3. Amendments to Exhibit C of the Agreement.
| (a) | Amendment to Section 4 to Exhibit C of the Agreement. Section 4 to Exhibit C of the Agreement is hereby amended and restated in its entirety as follows: |
“Purpose of Co-Ownership. The purpose of the Co-Ownership is to train, race, and/or sell the Horse listed on Schedule I. All racing income, marketing, sponsorship or other income, together with the value of the Interest shall accrue to the benefit of the Co-Ownership. The Horse shall retire from racing after the Breeders’ Cup Races in 2021 if the Horse has won a Grade 1 race prior to such date, but if the Horse has not won a Grade 1 race by such date, then the Horse shall continue to race through the Breeders’ Cup Races in 2022. Initial Owner shall have the first right to purchase the Horse upon his retirement from racing within ten (10) days after a price for the Horse has been determined based on the average of three (3) appraisals from three (3) independent appraisers reasonable acceptable to the Co-Owners. If the Initial Owner elects not to purchase the Horse at the average price determined by such appraisers, then the Horse shall be sold at the next available public auction or prior thereto by private treaty, and any proceeds shall by divided pro-rata among the Co-Owners. If the Initial Owner elects to purchase the Horse at the average price of the three (3) appraisers, then the purchase price shall be paid by the Initial Owner to the Co-Ownership within five (5) days after such election.”

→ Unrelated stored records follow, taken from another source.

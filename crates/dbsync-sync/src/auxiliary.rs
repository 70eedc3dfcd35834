use dbsync_core::{AuxiliaryTableError, Environment, Settings};
use dbsync_store::Store;

pub const DEFAULT_CACHE_TABLE: &str = "cache_table";

/// Cache backend settings that decide whether the target needs a cache table.
#[derive(Debug, Clone, PartialEq, Eq)]
pub struct CacheConfig {
    pub backend: Option<String>,
    pub table: String,
}

impl Default for CacheConfig {
    fn default() -> Self {
        Self {
            backend: None,
            table: DEFAULT_CACHE_TABLE.to_string(),
        }
    }
}

impl CacheConfig {
    /// `CACHE_BACKEND`/`CACHE_TABLE` override the `[cache]` settings section.
    pub fn resolve(settings: &Settings, env: &Environment) -> Self {
        let backend = env
            .get("CACHE_BACKEND")
            .map(str::to_string)
            .or_else(|| settings.cache.backend.clone());
        let table = env
            .get("CACHE_TABLE")
            .map(str::to_string)
            .or_else(|| settings.cache.table.clone())
            .unwrap_or_else(|| DEFAULT_CACHE_TABLE.to_string());
        Self { backend, table }
    }

    pub fn is_database_backed(&self) -> bool {
        let Some(backend) = self.backend.as_deref() else {
            return false;
        };
        let backend = backend.trim().to_ascii_lowercase();
        matches!(backend.as_str(), "db" | "database")
            || backend.ends_with(".databasecache")
            || backend.contains("backends.db")
    }
}

/// Create the cache table on the target when the cache lives in the database.
///
/// Failures never abort the run; they are returned for the summary.
pub async fn ensure_auxiliary_tables(
    store: &dyn Store,
    cache: &CacheConfig,
) -> Vec<AuxiliaryTableError> {
    if !cache.is_database_backed() {
        tracing::debug!(event = "cache_table_skipped", backend = ?cache.backend);
        return Vec::new();
    }

    match store.ensure_cache_table(&cache.table).await {
        Ok(true) => {
            tracing::info!(event = "cache_table_created", table = %cache.table);
            Vec::new()
        }
        Ok(false) => {
            tracing::info!(event = "cache_table_present", table = %cache.table);
            Vec::new()
        }
        Err(err) => {
            let error = AuxiliaryTableError {
                table: cache.table.clone(),
                message: err.to_string(),
            };
            tracing::warn!(event = "auxiliary_table_failed", table = %cache.table, error = %error);
            vec![error]
        }
    }
}
//! Store adapters for PostgreSQL and SQLite.

pub mod adapter;
pub mod connect;
pub mod error;
pub mod options;
pub mod postgres;
pub mod sqlite;

pub use adapter::{MIGRATIONS_TABLE, Store, quote_ident};
pub use connect::{ProbeOutcome, open_store, probe};
pub use error::StoreError;
pub use options::{Access, ConnectOptions};
pub use postgres::PostgresStore;
pub use sqlite::{SqliteStore, remove_database_files};

pub use dbsync_core::DatabaseSchema;
use dbsync_core::{DatabaseSchema, SequencePlan, SyncError, SyncManifest};
use dbsync_store::Store;

/// Point every auto-increment counter past the imported keys.
///
/// Only tables with a single auto-increment primary key are considered; the
/// next value is `max(pk) + 1`, or `1` for an empty table. Running it twice
/// yields the same plan. Stores without sequences return an empty plan.
pub async fn reset_sequences(
    store: &dyn Store,
    target: &DatabaseSchema,
    manifest: &SyncManifest,
) -> Result<SequencePlan, SyncError> {
    let mut plan = SequencePlan::new();
    if !store.supports_sequences() {
        tracing::debug!(event = "sequences_skipped", engine = store.engine());
        return Ok(plan);
    }

    for snapshot in &manifest.tables {
        let Some(table) = target.table(&snapshot.table) else {
            continue;
        };
        let Some(column) = table.single_primary_key().filter(|column| column.is_auto_increment)
        else {
            continue;
        };

        let max = store
            .max_primary_key(table)
            .await
            .map_err(|err| SyncError::Import(format!("reading max key of {}: {err}", table.name)))?;
        let next_value = SequencePlan::next_value(max);
        let reset = store
            .reset_sequence(table, next_value)
            .await
            .map_err(|err| {
                SyncError::Import(format!("resetting sequence of {}: {err}", table.name))
            })?;
        if reset {
            tracing::info!(
                event = "sequence_reset",
                table = %table.name,
                column = %column.name,
                next_value
            );
            plan.record(&table.name, &column.name, max);
        }
    }

    Ok(plan)
}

| (b) | Amendment to Schedule I to Exhibit C of the Agreement. The following authorization regarding gelding in Schedule I to Exhibit C of the Agreement is hereby amended and restated in its entirety as follows: |
“Gelding the Horse (if it’s a colt): Permitted”
4. Miscellaneous.
(a) Effect on the Agreement. Except as provided herein, the Agreement shall remain in full force and effect and otherwise unchanged. In the event of any inconsistencies between the Agreement and this Amendment, the terms of this Amendment shall take precedence.
(b) References to Agreement. Reference to this Amendment need not be made in the Agreement or any other instrument or document executed in connection therewith or herewith, or in any certificate, letter or communication issued or made pursuant to, or with respect to, the Agreement, any reference in any of such items to the Agreement being sufficient to refer to the Agreement as amended hereby.
(c) Governing Law. This Amendment shall be construed, interpreted, and enforced under the laws of the State of California.
(d) Binding Effect. This Amendment is binding upon and shall inure to the benefit of the Company, the Agreement participants, and their permitted successors and assigns.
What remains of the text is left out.